– Что она сделала, Питер?
Помощнику шерифа казалось неудобным вести с ним разговор. Он пожал плечами, но все-таки ответил:
– О! Она бросила бутылку виски в большое зеркало в клубе «Хейк Хо». Я пытался заставить ее вернуться в отель, но она ничего не хотела слышать. У девчонки просто кризис темперамента. Ты знаешь, она говорит, что нужно закрыть все кабаки...
– Двадцать долларов и еще добавок, а?
– Похоже на то.
Латур пытался найти в себе мужество и попросить у Даркоса пачку сигарет, но он не смог заставить себя. Он сможет обойтись и без курева.
– А что происходит в городе? – спросил он.
Даркос еще раз пожал плечами.
– Еще не слишком шумно. Город, на мой взгляд, слишком уж спокоен. Знаешь, мужчины собираются маленькими группами, чтобы поговорить.
Отчаяние снова охватило Латура. Он понимал, что хотел сказать этот Даркос. Френч Байу мог быть местом, где проделывались махинации, где все продавалось и покупалось, но, тем не менее, это было место в самом сердце Юга, где женщина пользуется особым уважением, на которое она имеет право. – Ты знаешь, что это не я сделал, Питер, – спокойно проговорил Латур.
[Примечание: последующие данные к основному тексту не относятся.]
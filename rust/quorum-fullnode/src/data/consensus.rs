use serde::{Deserialize, Serialize};
use serde_json::Value;

use super::{GroupId, Pubkey};

#[derive(Debug, Clone, Serialize, Deserialize)]
pub struct Producer {
    #[serde(rename = "ProducerPubkey")]
    pub producer_pubkey: Pubkey,
    #[serde(rename = "OwnerPubkey", default)]
    pub owner_pubkey: Option<Pubkey>,
    #[serde(rename = "OwnerSign", default)]
    pub owner_sign: Option<String>,
    #[serde(rename = "TimeStamp", default)]
    pub timestamp: Option<i64>,
    #[serde(rename = "BlockProduced", default)]
    pub block_produced: Option<i64>,
}

/// The group's consensus configuration, from
/// `GET /api/v1/group/{id}/consensus`
#[derive(Debug, Clone, Serialize, Deserialize)]
pub struct ConsensusInfo {
    #[serde(default)]
    pub producers: Vec<Producer>,
    #[serde(default)]
    pub proof_req_id: Option<String>,
}

/// One proposed consensus change, as embedded in proof responses
#[derive(Debug, Clone, Default, Serialize, Deserialize)]
pub struct ConsensusProofReq {
    #[serde(rename = "StartFromEpoch", default)]
    pub start_from_epoch: Option<i64>,
    #[serde(rename = "TrxEpochTickLenInMs", default)]
    pub trx_epoch_tick: Option<i64>,
    #[serde(rename = "AgreementTickLenInMs", default)]
    pub agreement_tick_length: Option<i64>,
    #[serde(rename = "AgreementTickCount", default)]
    pub agreement_tick_count: Option<i64>,
    #[serde(rename = "ProducerPubkeyList", default)]
    pub producer_pubkeys: Option<Vec<Pubkey>>,
}

#[derive(Debug, Clone, Serialize, Deserialize)]
pub struct ConsensusProofResp {
    #[serde(rename = "Req", default)]
    pub req: Option<ConsensusProofReq>,
    #[serde(rename = "Resp", default)]
    pub resp: Option<Value>,
}

/// The response of the consensus proof routes
#[derive(Debug, Clone, Serialize, Deserialize)]
pub struct ConsensusReqResponse {
    #[serde(default)]
    pub resps: Vec<ConsensusProofResp>,
}

/// The body of `POST /api/v1/group/updconsensus`. The odd capitalization of
/// `agreement_tick_Length` is what the node parses.
#[derive(Debug, Clone, PartialEq, Serialize, Deserialize)]
pub struct UpdateConsensusPayload {
    pub group_id: GroupId,
    pub start_from_epoch: i64,
    pub trx_epoch_tick: i64,
    #[serde(rename = "agreement_tick_Length")]
    pub agreement_tick_length: i64,
    pub agreement_tick_count: i64,
    pub producer_pubkey: Vec<Pubkey>,
}

/// Caller-supplied overrides for [crate::FullNode::update_consensus]; fields
/// left as `None` keep whatever the chain currently proposes
#[derive(Debug, Clone, Default)]
pub struct UpdateConsensusOptions {
    pub start_from_epoch: Option<i64>,
    pub trx_epoch_tick: Option<i64>,
    pub agreement_tick_length: Option<i64>,
    pub agreement_tick_count: Option<i64>,
    pub producer_pubkeys: Option<Vec<Pubkey>>,
}

/// Whether a consensus update was worth submitting to the node
#[derive(Debug)]
pub enum UpdateConsensusOutcome {
    /// The requested values match what the chain already proposes
    Unchanged,
    /// The node accepted the update; its response is passed through
    Submitted(Value),
}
– Ты ходил вместе со мной в школу. Ты знаешь, что я не способен на подобную вещь.
Даркос не хотел компрометировать себя.
– Конечно. Я слышал, как ты говорил это Старику.
Он пошел по коридору, чтобы вернуться в кабинет шерифа. В камере, по другую сторону прохода, девушка, которую только что привели, схватила обеими руками подол своей юбки и стащила с себя ее через голову. Под платьем у нее ничего не было.
– Проклятый бордель, сволочи и прохвосты, – ворчала она. – Будь проклят этот бордель для всех шлюх! Могли бы они хоть немного здесь проветрить!
Продолжая все время ворчать про себя, девушка использовала кадку камеры. Латур был смущен. Между тем, он работал помощником шерифа уже два года, но никогда не замечал ни что тюрьма такая ветхая, ни того, что отделение для женщин находится так близко от места, где он сейчас был заключен. По правде говоря, эта изолированная камера использовалась редко. Она предназначалась для тех, преступления которых не могли быть рассмотрены шерифом Величем, а рассматривались трибуналом. Никто из мужчин, крепко спящих в своих камерах, достаточно удаленных, не могли видеть того, что происходило в камере, в которую Даркос посадил девушку. Она подняла глаза и увидела, что он смотрит на нее.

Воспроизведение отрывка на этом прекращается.